Pediu-me que fosse passar com ele uma temporada a Soutelo, se queria voltar ao mundo com alma nova. Anuí, e lá me detive dois meses, voltando com o estômago arruinado pelo sarro do muito toucinho sobre o qual o meu amigo me prometia reconstruir o aparelho espiritual.
Observei, na Foz, que Silvestre procurava a distracção do jogo: dizia que a fortuna dos seus credores dependia dos ganhos que ele obtivesse. Os credores do meu amigo perdiam com ele, como pessoas infelicíssimas que eram.
Explicava Silvestre a excentricidade deste mundo, julgando-o bom e de nenhum modo interessado em ludibriar-me, o mundo folgou de explorar um tolo que abria o coração e a algibeira a todas as perfídias e zombarias.
Não tive um sincero amigo que me desse dinheiro sem primeiro me furar as algibeiras para o aparar com uma das mãos, enquanto a outra mo emprestava, já cercado dos juros. Os meus mais dedicados amigos serviam-me de indicadores de usurários, que me davam o décimo do valor da letra, que eu assinava. Era um jogo de ladrões; foram empréstimos da infâmia; só podem ser pagos com infames meios. A consciência de Santo António e de S. Francisco das Chagas não foram mais puras do que há de ir a minha à presença do supremo Juiz. Creio que não devo nada, porque os juros que paguei excedem o capital: ora o que eu não devo só por absurdo posso pagá-lo com o que não for meu.

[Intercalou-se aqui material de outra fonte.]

use axum::{
    extract::FromRequestParts,
    http::{header, request::Parts},
};
use parley_core::auth::Identity;
use parley_core::AppState;

use crate::error::ApiError;

/// Caller identity taken from the `Authorization: Bearer` header.
pub struct AuthUser {
    pub user_id: i64,
    pub username: String,
}

impl AuthUser {
    pub fn identity(&self) -> Identity {
        Identity {
            user_id: self.user_id,
            username: self.username.clone(),
        }
    }
}

impl FromRequestParts<AppState> for AuthUser {
    type Rejection = ApiError;

    async fn from_request_parts(
        parts: &mut Parts,
        state: &AppState,
    ) -> Result<Self, Self::Rejection> {
        let auth_header = parts
            .headers
            .get(header::AUTHORIZATION)
            .and_then(|v| v.to_str().ok())
            .ok_or(ApiError::Unauthorized)?;

        let token = auth_header
            .strip_prefix("Bearer ")
            .ok_or(ApiError::Unauthorized)?;

        let identity = state.identity.verify(token).map_err(|err| {
            tracing::debug!(error = %err, "rejected bearer token");
            ApiError::Unauthorized
        })?;

        Ok(AuthUser {
            user_id: identity.user_id,
            username: identity.username,
        })
    }
}
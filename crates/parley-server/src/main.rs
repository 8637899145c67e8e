use std::sync::Arc;
use std::time::Duration;

use anyhow::Result;
use axum::extract::DefaultBodyLimit;
use clap::Parser;
use tokio::sync::Notify;
use tracing_subscriber::EnvFilter;

mod cli;
mod config;

/// Headroom over the upload limit for multipart framing and text fields.
const BODY_LIMIT_OVERHEAD: usize = 64 * 1024;

const LOCK_PRUNE_INTERVAL: Duration = Duration::from_secs(300);

#[tokio::main]
async fn main() -> Result<()> {
    let args = cli::Args::parse();
    let config_existed = std::path::Path::new(&args.config).exists();
    let config = config::Config::load(&args.config)?;

    if let Some(cli::Command::IssueToken { user_id, username }) = &args.command {
        let token = parley_core::auth::JwtIdentityProvider::new(config.auth.jwt_secret.clone())
            .issue(*user_id, username, config.auth.jwt_expiry_seconds)?;
        println!("{token}");
        return Ok(());
    }

    init_tracing(&config.logging);
    if !config_existed {
        tracing::info!("Generated default config at '{}'", args.config);
    }

    ensure_data_dirs(&config);

    let db = parley_db::create_pool(&config.database.url, config.database.max_connections).await?;
    parley_db::run_migrations(&db).await?;

    let state = parley_core::AppState::new(db, config.app_config());
    spawn_lock_pruner(state.threads.clone());

    let body_limit = usize::try_from(config.media.max_upload_size)
        .unwrap_or(usize::MAX)
        .saturating_add(BODY_LIMIT_OVERHEAD);
    let app = parley_api::build_router()
        .merge(parley_ws::gateway_router())
        .nest_service(
            "/media",
            tower_http::services::ServeDir::new(state.media.base_path()),
        )
        .layer(DefaultBodyLimit::max(body_limit))
        .with_state(state.clone());

    let listener = tokio::net::TcpListener::bind(&config.server.bind_address).await?;
    print_startup_banner(&config);

    axum::serve(listener, app.into_make_service())
        .with_graceful_shutdown(shutdown_signal(state.shutdown.clone()))
        .await?;

    tracing::info!("Server stopped");
    Ok(())
}

fn init_tracing(logging: &config::LoggingConfig) {
    let filter = EnvFilter::try_from_default_env()
        .unwrap_or_else(|_| EnvFilter::new(&logging.filter));
    if logging.json {
        tracing_subscriber::fmt()
            .json()
            .with_env_filter(filter)
            .init();
    } else {
        tracing_subscriber::fmt().with_env_filter(filter).init();
    }
}

/// Ensure all data directories exist before the server starts.
fn ensure_data_dirs(config: &config::Config) {
    if let Err(e) = std::fs::create_dir_all(&config.media.storage_path) {
        tracing::warn!(
            "Could not create directory '{}': {}",
            config.media.storage_path,
            e
        );
    }

    if let Some(db_path) = config
        .database
        .url
        .strip_prefix("sqlite://")
        .and_then(|s| s.split('?').next())
    {
        if let Some(parent) = std::path::Path::new(db_path).parent() {
            if !parent.as_os_str().is_empty() {
                let _ = std::fs::create_dir_all(parent);
            }
        }
    }
}

/// Thread locks are created on demand; drop the ones nobody holds.
fn spawn_lock_pruner(threads: parley_core::thread_store::ThreadStore) {
    tokio::spawn(async move {
        let mut interval = tokio::time::interval(LOCK_PRUNE_INTERVAL);
        interval.tick().await;
        loop {
            interval.tick().await;
            let pruned = threads.prune_locks();
            if pruned > 0 {
                tracing::debug!(pruned, "pruned idle thread locks");
            }
        }
    });
}

async fn shutdown_signal(sessions: Arc<Notify>) {
    if let Err(e) = tokio::signal::ctrl_c().await {
        tracing::error!("Failed to listen for ctrl-c: {}", e);
        std::future::pending::<()>().await;
    }
    println!();
    tracing::info!("Shutting down (ctrl-c)...");
    sessions.notify_waiters();
}

fn print_startup_banner(config: &config::Config) {
    println!();
    println!("  parley");
    println!();
    println!("  Listening:   http://{}", config.server.bind_address);
    println!("  Gateway:     ws://{}/gateway", config.server.bind_address);
    println!("  Database:    {}", config.database.url);
    println!("  Media:       {}", config.media.storage_path);
    println!();
}
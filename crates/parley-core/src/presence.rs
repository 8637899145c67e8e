use crate::auth::Identity;
use crate::rooms::ConnectionId;
use async_trait::async_trait;
use chrono::{DateTime, Utc};
use dashmap::DashMap;
use parley_models::presence::Presence;
use std::collections::HashSet;
use std::sync::Arc;
use tokio::sync::Mutex;

#[derive(Debug, Clone, Copy, PartialEq, Eq)]
pub enum ConnectOutcome {
    /// First handle for the user.
    BecameOnline,
    AlreadyOnline,
    /// The user already holds the maximum number of handles.
    LimitReached,
}

/// Backing store for presence. Every mutation is atomic for one user.
#[async_trait]
pub trait PresenceStore: Send + Sync {
    async fn add_handle(
        &self,
        identity: &Identity,
        handle: ConnectionId,
        max_handles: usize,
        now: DateTime<Utc>,
    ) -> ConnectOutcome;

    /// Returns the new `lastSeen` when the last handle was removed.
    async fn remove_handle(
        &self,
        user_id: i64,
        handle: ConnectionId,
        now: DateTime<Utc>,
    ) -> Option<DateTime<Utc>>;

    async fn get(&self, user_id: i64) -> Option<Presence>;

    async fn online(&self) -> Vec<Presence>;
}

struct Entry {
    username: String,
    handles: HashSet<ConnectionId>,
    last_seen: DateTime<Utc>,
}

impl Entry {
    fn view(&self, user_id: i64) -> Presence {
        Presence {
            user_id,
            username: self.username.clone(),
            is_online: !self.handles.is_empty(),
            last_seen: self.last_seen,
        }
    }
}

/// Process-local presence. Entries of users who went offline are kept so
/// their `lastSeen` stays answerable until restart.
#[derive(Default)]
pub struct InMemoryPresenceStore {
    users: DashMap<i64, Entry>,
}

impl InMemoryPresenceStore {
    pub fn new() -> Self {
        Self::default()
    }
}

#[async_trait]
impl PresenceStore for InMemoryPresenceStore {
    async fn add_handle(
        &self,
        identity: &Identity,
        handle: ConnectionId,
        max_handles: usize,
        now: DateTime<Utc>,
    ) -> ConnectOutcome {
        let mut entry = self.users.entry(identity.user_id).or_insert_with(|| Entry {
            username: identity.username.clone(),
            handles: HashSet::new(),
            last_seen: now,
        });
        if entry.handles.len() >= max_handles && !entry.handles.contains(&handle) {
            return ConnectOutcome::LimitReached;
        }
        entry.username.clone_from(&identity.username);
        let was_offline = entry.handles.is_empty();
        entry.handles.insert(handle);
        if was_offline {
            entry.last_seen = now;
            ConnectOutcome::BecameOnline
        } else {
            ConnectOutcome::AlreadyOnline
        }
    }

    async fn remove_handle(
        &self,
        user_id: i64,
        handle: ConnectionId,
        now: DateTime<Utc>,
    ) -> Option<DateTime<Utc>> {
        let mut entry = self.users.get_mut(&user_id)?;
        if !entry.handles.remove(&handle) || !entry.handles.is_empty() {
            return None;
        }
        entry.last_seen = now;
        Some(now)
    }

    async fn get(&self, user_id: i64) -> Option<Presence> {
        self.users.get(&user_id).map(|entry| entry.view(user_id))
    }

    async fn online(&self) -> Vec<Presence> {
        self.users
            .iter()
            .filter(|entry| !entry.handles.is_empty())
            .map(|entry| entry.view(*entry.key()))
            .collect()
    }
}

/// What a new connection needs after its presence transition.
#[derive(Debug)]
pub struct Arrival {
    pub outcome: ConnectOutcome,
    /// Users online once the transition was published, the caller included.
    pub online: Vec<Presence>,
}

/// Who is connected right now.
///
/// Transitions and whatever the caller publishes for them run under one
/// registry-wide lock, so every observer sees them in the order they
/// happened.
#[derive(Clone)]
pub struct PresenceRegistry {
    store: Arc<dyn PresenceStore>,
    max_handles_per_user: usize,
    transitions: Arc<Mutex<()>>,
}

impl PresenceRegistry {
    pub fn new(store: Arc<dyn PresenceStore>, max_handles_per_user: usize) -> Self {
        Self {
            store,
            max_handles_per_user: max_handles_per_user.max(1),
            transitions: Arc::new(Mutex::new(())),
        }
    }

    pub fn in_memory(max_handles_per_user: usize) -> Self {
        Self::new(Arc::new(InMemoryPresenceStore::new()), max_handles_per_user)
    }

    /// Register `handle` and run `publish` with the outcome before any other
    /// transition can happen. `publish` is skipped when the limit is reached,
    /// and the online snapshot is then empty.
    pub async fn connect_with<F>(
        &self,
        identity: &Identity,
        handle: ConnectionId,
        publish: F,
    ) -> Arrival
    where
        F: FnOnce(ConnectOutcome),
    {
        let _guard = self.transitions.lock().await;
        let outcome = self
            .store
            .add_handle(identity, handle, self.max_handles_per_user, Utc::now())
            .await;
        if outcome == ConnectOutcome::LimitReached {
            return Arrival {
                outcome,
                online: Vec::new(),
            };
        }
        publish(outcome);
        Arrival {
            outcome,
            online: self.online_users().await,
        }
    }

    /// Drop `handle`. When it was the user's last one, `publish` runs with the
    /// new `lastSeen` before any other transition can happen.
    pub async fn disconnect_with<F>(
        &self,
        user_id: i64,
        handle: ConnectionId,
        publish: F,
    ) -> Option<DateTime<Utc>>
    where
        F: FnOnce(DateTime<Utc>),
    {
        let _guard = self.transitions.lock().await;
        let last_seen = self.store.remove_handle(user_id, handle, Utc::now()).await?;
        publish(last_seen);
        Some(last_seen)
    }

    pub async fn is_online(&self, user_id: i64) -> bool {
        self.store
            .get(user_id)
            .await
            .map(|p| p.is_online)
            .unwrap_or(false)
    }

    pub async fn last_seen(&self, user_id: i64) -> Option<DateTime<Utc>> {
        self.store.get(user_id).await.map(|p| p.last_seen)
    }

    pub async fn presence(&self, user_id: i64) -> Option<Presence> {
        self.store.get(user_id).await
    }

    pub async fn online_users(&self) -> Vec<Presence> {
        self.store.online().await
    }
}
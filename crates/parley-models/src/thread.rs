use chrono::{DateTime, Utc};
use parley_util::id_string;
use serde::{Deserialize, Serialize};

use crate::message::Message;

#[derive(Debug, Clone, PartialEq, Eq, Serialize, Deserialize)]
#[serde(rename_all = "camelCase")]
pub struct LastMessage {
    pub text: String,
    #[serde(with = "id_string")]
    pub sender_id: i64,
    pub timestamp: DateTime<Utc>,
}

#[derive(Debug, Clone, PartialEq, Eq, Serialize, Deserialize)]
#[serde(rename_all = "camelCase")]
pub struct UnreadCount {
    #[serde(with = "id_string")]
    pub user_id: i64,
    pub count: i64,
}

#[derive(Debug, Clone, Serialize, Deserialize)]
#[serde(rename_all = "camelCase")]
pub struct Thread {
    #[serde(with = "id_string")]
    pub id: i64,
    #[serde(with = "id_string::vec")]
    pub participants: Vec<i64>,
    pub last_message: Option<LastMessage>,
    pub unread_count: Vec<UnreadCount>,
    pub created_at: DateTime<Utc>,
    pub updated_at: DateTime<Utc>,
}

/// One row of a user's thread list.
#[derive(Debug, Clone, Serialize, Deserialize)]
#[serde(rename_all = "camelCase")]
pub struct ThreadSummary {
    #[serde(with = "id_string")]
    pub id: i64,
    #[serde(with = "id_string")]
    pub counterpart_id: i64,
    pub last_message: Option<LastMessage>,
    pub unread_count: i64,
    pub created_at: DateTime<Utc>,
    pub updated_at: DateTime<Utc>,
}

#[derive(Debug, Clone, Serialize, Deserialize)]
#[serde(rename_all = "camelCase")]
pub struct MessagePage {
    pub messages: Vec<Message>,
    pub has_more: bool,
}
//! Per-engine policies: automatic verification and approval gating.

use drover_domain::tool::{ToolDefinition, ToolKind};

/// Controls the post-quiescence verification hook.
#[derive(Debug, Clone)]
pub struct VerifyPolicy {
    /// Run `verify` automatically when a turn quiesces with a dirty
    /// workspace.
    pub auto_verify: bool,
    pub commands: Vec<String>,
}

impl Default for VerifyPolicy {
    fn default() -> Self {
        Self {
            auto_verify: true,
            commands: vec!["make test".into()],
        }
    }
}

/// Which tool invocations need a human decision.
#[derive(Debug, Clone)]
pub struct ApprovalPolicy {
    pub require_for_kinds: Vec<ToolKind>,
    pub require_for_tools: Vec<String>,
}

impl Default for ApprovalPolicy {
    fn default() -> Self {
        Self {
            require_for_kinds: vec![ToolKind::Exec, ToolKind::Write],
            require_for_tools: Vec::new(),
        }
    }
}

impl ApprovalPolicy {
    /// A call requires approval unless the tool opts out, when the tool
    /// demands it, its kind is gated, or its name is listed.
    pub fn requires_approval(&self, definition: &ToolDefinition) -> bool {
        if definition.allow_without_approval {
            return false;
        }
        if definition.requires_approval {
            return true;
        }
        if self.require_for_kinds.contains(&definition.kind) {
            return true;
        }
        self.require_for_tools.contains(&definition.name)
    }
}

#[cfg(test)]
mod tests {
    use super::*;

    fn def(kind: ToolKind, requires: bool, allow: bool) -> ToolDefinition {
        ToolDefinition {
            name: "t".into(),
            description: String::new(),
            kind,
            parameters: None,
            requires_approval: requires,
            allow_without_approval: allow,
        }
    }

    #[test]
    fn default_policy_gates_exec_and_write() {
        let policy = ApprovalPolicy::default();
        assert!(policy.requires_approval(&def(ToolKind::Exec, false, false)));
        assert!(policy.requires_approval(&def(ToolKind::Write, false, false)));
        assert!(!policy.requires_approval(&def(ToolKind::Read, false, false)));
    }

    #[test]
    fn allow_without_approval_wins() {
        let policy = ApprovalPolicy::default();
        assert!(!policy.requires_approval(&def(ToolKind::Write, true, true)));
    }

    #[test]
    fn name_listing_gates_reads() {
        let mut policy = ApprovalPolicy::default();
        policy.require_for_tools.push("t".into());
        assert!(policy.requires_approval(&def(ToolKind::Read, false, false)));
    }
}
pub async fn set_mode(
    State(state): State<AppState>,
    Path(session_id): Path<String>,
    Json(body): Json<SetModeRequest>,
) -> Response {
    if body.mode.trim().is_empty() {
        return error_response(StatusCode::BAD_REQUEST, "mode is required");
    }
    let mode = match parse_mode(&body.mode) {
        Ok(mode) => mode,
        Err(resp) => return resp,
    };
    let mut session = match state.store.get_session(&session_id) {
        Ok(session) => session,
        Err(err) => return domain_error(err),
    };

    let workspace = FsPath::new(&session.workspace_path).to_path_buf();
    let requested = body.spec_path.trim();
    let spec_path: Option<String> = if mode == SessionMode::Spec {
        if !requested.is_empty() {
            match resolve_spec_path(&workspace, requested) {
                Ok(resolved) => Some(resolved.to_string_lossy().into_owned()),
                Err(err) => return domain_error(err),
            }
        } else if session.spec_path.as_deref().map(str::trim).unwrap_or("").is_empty() {
            match default_spec_path(&workspace, &format!("session-{}", session.id)) {
                Ok(path) => Some(path.to_string_lossy().into_owned()),
                Err(err) => return domain_error(err),
            }
        } else {
            session.spec_path.clone()
        }
    } else if !requested.is_empty() {
        match resolve_spec_path(&workspace, requested) {
            Ok(resolved) => Some(resolved.to_string_lossy().into_owned()),
            Err(err) => return domain_error(err),
        }
    } else {
        None
    };

    session.mode = mode;
    if let Some(spec_path) = spec_path {
        session.spec_path = Some(spec_path);
    }
    if let Err(err) = state.store.update_session(session.clone()) {
        return domain_error(err);
    }
    let event = SessionEvent::new(&session_id, "session_mode_set").with_data(serde_json::json!({
        "mode": session.mode,
        "spec_path": session.spec_path,
    }));
    if let Err(err) = state.store.append_session_event(&session_id, event) {
        return domain_error(err);
    }

    if session.mode == SessionMode::Spec {
        if let Some(spec_path) = session.spec_path.as_deref().filter(|p| !p.trim().is_empty()) {
            match ensure_spec_file(FsPath::new(spec_path)) {
                Ok(true) => {
                    let event = SessionEvent::new(&session_id, "spec_created")
                        .with_data(serde_json::json!({ "spec_path": session.spec_path }));
                    if let Err(err) = state.store.append_session_event(&session_id, event) {
                        return domain_error(err);
                    }
                }
                Ok(false) => {}
                Err(err) => return domain_error(err),
            }
        }
    }

    Json(serde_json::json!({
        "session_id": session.id,
        "mode": session.mode,
        "spec_path": session.spec_path,
    }))
    .into_response()
}

// ━━━━━━━━━━━━━━━━━━━━━━━━━━━━━━━━━━━━━━━━━━━━━━━━━━━━━━━━━━━━━━━━━━
// POST /v1/sessions/:id/messages
// ━━━━━━━━━━━━━━━━━━━━━━━━━━━━━━━━━━━━━━━━━━━━━━━━━━━━━━━━━━━━━━━━━━

#[derive(Deserialize)]
pub struct AddMessageRequest {
    #[serde(default)]
    pub role: String,
    #[serde(default)]
    pub parts: Vec<MessagePart>,
    #[serde(default)]
    pub auto_run: Option<bool>,
}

Parece-me que a lógica manqueja nesta argumentação. Seja como for, há muito quem deixe de pagar como Silvestre da Silva; mas não pagar, firmado em raciocínios, à primeira vista, irrefutáveis, nisso é que ele foi singular.
Direi o que me pareceu a vida doméstica do meu amigo.
D. Tomásia adorava-o e, sem o querer, polira-se por amor dele, a ponto de renunciar às suas antigas ocupações de portas adentro.